HDFS File Operations - CircleNet Analytics

This guide covers essential HDFS operations for managing datasets in the CircleNet Analytics project.

HDFS Command Structure

All HDFS commands follow this pattern:

hadoop/bin/hdfs dfs -<command> <arguments>

Breakdown:

hadoop/bin/hdfs - Main HDFS executable
dfs - Distributed File System parameter
-<command> - Specific operation (mkdir, put, get, cat, etc.)
<arguments> - Command-specific arguments

Most HDFS commands mirror Unix/Linux file system commands with a - prefix.

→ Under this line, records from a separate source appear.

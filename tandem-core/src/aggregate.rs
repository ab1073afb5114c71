//! Session-level status reduced from per-device states.

use serde::{Deserialize, Serialize};

use crate::state::RecordingState;

/// What the hub knows about one participating device.
#[derive(Debug, Clone, Copy, PartialEq, Eq, Hash, Serialize, Deserialize)]
#[serde(rename_all = "snake_case")]
pub enum DeviceStatus {
    /// Connected, not recording.
    Idle,
    /// `start_recording` sent, not yet acknowledged.
    Preparing,
    /// Acknowledged `start_recording`.
    Recording,
    /// `stop_recording` sent, not yet acknowledged.
    Stopping,
    /// Control connection lost.
    Disconnected,
}

impl From<&RecordingState> for DeviceStatus {
    fn from(state: &RecordingState) -> Self {
        match state {
            RecordingState::Idle => DeviceStatus::Idle,
            RecordingState::Preparing { .. } => DeviceStatus::Preparing,
            RecordingState::Recording { .. } => DeviceStatus::Recording,
            RecordingState::Stopping { .. } => DeviceStatus::Stopping,
        }
    }
}

/// Per-status device counts.
#[derive(Debug, Clone, Copy, Default, PartialEq, Eq, Serialize, Deserialize)]
pub struct StatusCounts {
    /// Devices in `Idle`.
    pub idle: usize,
    /// Devices in `Preparing`.
    pub preparing: usize,
    /// Devices in `Recording`.
    pub recording: usize,
    /// Devices in `Stopping`.
    pub stopping: usize,
    /// Devices that lost their connection.
    pub disconnected: usize,
}

impl StatusCounts {
    /// Total number of devices counted.
    pub fn total(&self) -> usize {
        self.idle + self.preparing + self.recording + self.stopping + self.disconnected
    }
}

/// Aggregate status of a session.
#[derive(Debug, Clone, Copy, PartialEq, Eq, Serialize, Deserialize)]
#[serde(tag = "status", rename_all = "snake_case")]
pub enum SessionStatus {
    /// Every device is idle (or there are no devices).
    Idle,
    /// Every device is recording.
    Recording,
    /// Anything else; surfaced as-is.
    Mixed(StatusCounts),
}

/// Reduce a snapshot of device statuses to one session status.
///
/// A disconnected device is neither idle nor recording, so a single
/// disconnect is enough to make the session `Mixed`.
pub fn aggregate<'a, I>(statuses: I) -> SessionStatus
where
    I: IntoIterator<Item = &'a DeviceStatus>,
{
    let mut counts = StatusCounts::default();
    for status in statuses {
        match status {
            DeviceStatus::Idle => counts.idle += 1,
            DeviceStatus::Preparing => counts.preparing += 1,
            DeviceStatus::Recording => counts.recording += 1,
            DeviceStatus::Stopping => counts.stopping += 1,
            DeviceStatus::Disconnected => counts.disconnected += 1,
        }
    }

    let total = counts.total();
    if counts.idle == total {
        SessionStatus::Idle
    } else if counts.recording == total {
        SessionStatus::Recording
    } else {
        SessionStatus::Mixed(counts)
    }
}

Setting Up Directory Structure

Creating Directories

Create Base User Directory

hdfs dfs -mkdir /user/ds503

Convention: /user/<username> for user-specific data

Create Project Directory

hdfs dfs -mkdir /circlenet

Create Dataset Directories

hdfs dfs -mkdir /circlenet/pages
hdfs dfs -mkdir /circlenet/follows
hdfs dfs -mkdir /circlenet/activitylog

Verify Directory Structure

hdfs dfs -ls /circlenet

Expected output:

drwxr-xr-x   - ds503 supergroup          0 2024-03-01 10:30 /circlenet/activitylog
drwxr-xr-x   - ds503 supergroup          0 2024-03-01 10:30 /circlenet/follows
drwxr-xr-x   - ds503 supergroup          0 2024-03-01 10:30 /circlenet/pages

Directory Structure Overview

/
├── user/
│   └── ds503/
└── circlenet/
    ├── pages/
    │   └── CircleNetPage.csv
    ├── follows/
    │   └── Follows.csv
    ├── activitylog/
    │   └── ActivityLog.csv
    └── output/
        ├── taskA/
        ├── taskB/
        └── ...

Loading Data into HDFS

Uploading CSV Files

Navigate to Data Directory

Inside the container, your mounted data is at:

cd /home/ds503/data
ls

Should show: CircleNetPage.csv, Follows.csv, ActivityLog.csv

Upload Files to HDFS

hdfs dfs -put data/CircleNetPage.csv /circlenet/pages/
hdfs dfs -put data/Follows.csv /circlenet/follows/
hdfs dfs -put data/ActivityLog.csv /circlenet/activitylog/

The put command uploads from local filesystem to HDFS.

Verify Upload

hdfs dfs -ls /circlenet/pages
hdfs dfs -ls /circlenet/follows
hdfs dfs -ls /circlenet/activitylog

Check file sizes match your local files.

Dataset Specifications

CircleNet Analytics datasets:

File	Records	Description
CircleNetPage.csv	200,000	User profiles (ID, NickName, JobTitle, RegionCode, FavoriteHobby)
Follows.csv	20,000,000	Follow relationships (ColRel, ID1, ID2, DateOfRelation, Description)
ActivityLog.csv	10,000,000	User actions (ActionId, ByWho, WhatPage, ActionType, ActionTime)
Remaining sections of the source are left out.